Max Varnel (21 March 1925 – 15 January 1996) was a French-born Australian film and television director who worked primarily in the United Kingdom and Australia.

Biography
Born Max Le Bozec in Paris, France, he was the son of the film director Marcel Varnel. He began his career as the assistant director of The Magic Box (1951) and continued in this capacity for The Card (1952), Devil Girl from Mars (1954), and The Cockleshell Heroes (1955), among others.
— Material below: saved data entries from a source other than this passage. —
// fixtures/tables/mod.rs
//
// Each fixture table is a marker struct implementing `FixtureTable`, plus a
// row struct that `sqlx::FromRow` can decode for typed queries.

pub mod japan_segments;
pub mod organizations;

pub use japan_segments::{JapanSegment, JapanSegmentsTable};
pub use organizations::{
    EnterpriseCustomer, EnterpriseCustomersTable, Organization, OrganizationsTable,
};
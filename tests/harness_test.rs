/// Harness lifecycle tests
///
/// The per-test schema has to disappear whether the body succeeds, returns
/// an error or panics, and tests must not see each other's tables.
///
/// Prerequisites: DATABASE_URL (or PG* variables), PostGIS available

mod common;

use anyhow::Result;
use common::harness;
use spatial_db_tests::{connection, generate_test_schema_name, DbConfig, DbTest, Error};
use std::time::Duration;

async fn schema_exists(config: &DbConfig, schema: &str) -> Result<bool> {
    let pool = connection::connect(config, None).await?;
    let exists: bool = sqlx::query_scalar(
        "SELECT EXISTS(SELECT 1 FROM information_schema.schemata WHERE schema_name = $1)",
    )
    .bind(schema)
    .fetch_one(&pool)
    .await?;
    pool.close().await;
    Ok(exists)
}

#[tokio::test]
async fn test_schema_is_dropped_after_success() -> Result<()> {
    let harness = harness();
    let schema = generate_test_schema_name("schema_dropped_after_success");

    harness
        .dbconnect("schema_dropped_after_success", |conn| async move {
            let exists: bool = sqlx::query_scalar(
                "SELECT EXISTS(SELECT 1 FROM information_schema.schemata WHERE schema_name = $1)",
            )
            .bind(conn.schema())
            .fetch_one(conn.pool())
            .await?;
            assert!(exists, "schema should exist while the test runs");
            Ok(())
        })
        .await?;

    assert!(!schema_exists(harness.config(), &schema).await?);
    Ok(())
}

#[tokio::test]
async fn test_schema_is_dropped_after_error() -> Result<()> {
    let harness = harness();
    let schema = generate_test_schema_name("schema_dropped_after_error");

    let result = harness
        .dbconnect("schema_dropped_after_error", |conn| async move {
            conn.load_fixture("organizations.sql").await?;
            anyhow::bail!("body failed on purpose")
        })
        .await;

    assert_eq!(result.unwrap_err().to_string(), "body failed on purpose");
    assert!(!schema_exists(harness.config(), &schema).await?);
    Ok(())
}

#[tokio::test]
async fn test_schema_is_dropped_after_panic() -> Result<()> {
    let harness = harness();
    let config = harness.config().clone();
    let schema = generate_test_schema_name("schema_dropped_after_panic");

    let outcome = tokio::spawn(async move {
        harness
            .dbconnect("schema_dropped_after_panic", |conn| async move {
                conn.load_fixture("japan_segments.sql").await?;
                let segments = conn.count_rows("japan_segments").await?;
                assert_eq!(segments, 0, "deliberately failing assertion");
                Ok(())
            })
            .await
    })
    .await;

    let join_error = outcome.expect_err("the assertion failure should propagate as a panic");
    assert!(join_error.is_panic());
    assert!(!schema_exists(&config, &schema).await?);
    Ok(())
}

#[tokio::test]
async fn test_tests_are_isolated_by_schema() -> Result<()> {
    let harness = harness();
    let outer = harness.clone();

    harness
        .dbconnect("isolation_outer", |conn| async move {
            conn.load_fixture("organizations.sql").await?;

            outer
                .dbconnect("isolation_inner", |inner| async move {
                    assert_ne!(inner.schema(), "test_isolation_outer");
                    let visible: Option<String> =
                        sqlx::query_scalar("SELECT to_regclass('organizations')::text")
                            .fetch_one(inner.pool())
                            .await?;
                    assert_eq!(visible, None, "the other test's tables must not be visible");
                    Ok(())
                })
                .await?;

            assert_eq!(conn.count_rows("organizations").await?, 7);
            Ok(())
        })
        .await
}

#[tokio::test]
async fn test_unreachable_database_fails_before_the_body() -> Result<()> {
    let base = harness();
    let config = DbConfig {
        url: None,
        host: "127.0.0.1".to_string(),
        port: 1,
        acquire_timeout: Duration::from_secs(2),
        ..base.config().clone()
    };
    let harness = DbTest::new(config, base.fixtures().clone());

    let err = harness
        .dbconnect("unreachable_database", |_conn| async move {
            panic!("the body must not run without a connection")
        })
        .await
        .unwrap_err();

    match err.downcast_ref::<Error>() {
        Some(Error::Connection {
            source: sqlx::Error::Io(io_error),
            ..
        }) => assert_eq!(io_error.kind(), std::io::ErrorKind::ConnectionRefused),
        _ => panic!("expected a refused connection, got: {err}"),
    }
    assert!(
        err.to_string().contains("refused"),
        "the driver's message should reach the test output: {err}"
    );
    Ok(())
}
His directing credits encompass a long string of B movies, including Moment of Indiscretion, A Woman Possessed (both 1958), Top Floor Girl, Web of Suspicion, The Child and the Killer, and Crash Drive (all 1959).

Varnel's television credits include The Vise, The Cheaters, and  Softly Softly, and The Troubleshooters in the UK, and Skippy, Glenview High, The Young Doctors, and Neighbours in Australia, having emigrated in the late 1960s.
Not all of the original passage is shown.